[Dataset entries Boundary: Start]

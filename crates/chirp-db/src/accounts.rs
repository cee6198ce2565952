use anyhow::Result;
use chirp_types::models::Account;
use rusqlite::{Connection, OptionalExtension, Row};

use crate::Database;

impl Database {
    /// Insert `username`/`password` and hand back the account with its
    /// generated id. The caller's `account_id` is not written.
    pub fn insert_account(&self, account: &Account) -> Result<Account> {
        self.with_conn(|conn| {
            conn.execute(
                "INSERT INTO account (username, password) VALUES (?1, ?2)",
                (&account.username, &account.password),
            )?;
            Ok(Account {
                account_id: conn.last_insert_rowid(),
                ..account.clone()
            })
        })
    }

    pub fn get_account_by_id(&self, account_id: i64) -> Result<Option<Account>> {
        self.with_conn(|conn| {
            query_account(
                conn,
                "SELECT account_id, username, password FROM account WHERE account_id = ?1",
                [account_id],
            )
        })
    }

    pub fn get_account_by_username(&self, username: &str) -> Result<Option<Account>> {
        self.with_conn(|conn| {
            query_account(
                conn,
                "SELECT account_id, username, password FROM account WHERE username = ?1",
                [username],
            )
        })
    }

    /// Exact match on both columns. No hashing.
    pub fn authenticate_account(&self, username: &str, password: &str) -> Result<Option<Account>> {
        self.with_conn(|conn| {
            query_account(
                conn,
                "SELECT account_id, username, password FROM account
                 WHERE username = ?1 AND password = ?2",
                [username, password],
            )
        })
    }
}

fn query_account<P: rusqlite::Params>(conn: &Connection, sql: &str, params: P) -> Result<Option<Account>> {
    let mut stmt = conn.prepare(sql)?;
    let row = stmt.query_row(params, account_from_row).optional()?;
    Ok(row)
}

fn account_from_row(row: &Row<'_>) -> rusqlite::Result<Account> {
    Ok(Account {
        account_id: row.get(0)?,
        username: row.get(1)?,
        password: row.get(2)?,
    })
}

[Dataset entries Boundary: End]

> [Assignment]: Each record above should be restated word for word.

> [Your solution]:
filename crates/chirp-db/src/accounts.rs
repository cee6198ce2565952
use anyhow::Result;
use chirp_types::models::Account;
use rusqlite::{Connection, OptionalExtension, Row};

use crate::Database;

impl Database {
    /// Insert `username`/`password` and hand back the account with its
    /// generated id. The caller's `account_id` is not written.
    pub fn insert_account(&self, account: &Account) -> Result<Account> {
        self.with_conn(|conn| {
            conn.execute(
                "INSERT INTO account (username, password) VALUES (?1, ?2)",
                (&account.username, &account.password),
            )?;
            Ok(Account {
                account_id: conn.last_insert_rowid(),
                ..account.clone()
            })
        })
    }

    pub fn get_account_by_id(&self, account_id: i64) -> Result<Option<Account>> {
        self.with_conn(|conn| {
            query_account(
                conn,
                "SELECT account_id, username, password FROM account WHERE account_id = ?1",
                [account_id],
            )
        })
    }

    pub fn get_account_by_username(&self, username: &str) -> Result<Option<Account>> {
        self.with_conn(|conn| {
            query_account(
                conn,
                "SELECT account_id, username, password FROM account WHERE username = ?1",
                [username],
            )
        })
    }

    /// Exact match on both columns. No hashing.
    pub fn authenticate_account(&self, username: &str, password: &str) -> Result<Option<Account>> {
        self.with_conn(|conn| {
            query_account(
                conn,
                "SELECT account_id, username, password FROM account
                 WHERE username = ?1 AND password = ?2",
                [username, password],
            )
        })
    }
}

fn query_account<P: rusqlite::Params>(conn: &Connection, sql: &str, params: P) -> Result<Option<Account>> {
    let mut stmt = conn.prepare(sql)?;
    let row = stmt.query_row(params, account_from_row).optional()?;
    Ok(row)
}

fn account_from_row(row: &Row<'_>) -> rusqlite::Result<Account> {
    Ok(Account {
        account_id: row.get(0)?,
        username: row.get(1)?,
        password: row.get(2)?,
    })
}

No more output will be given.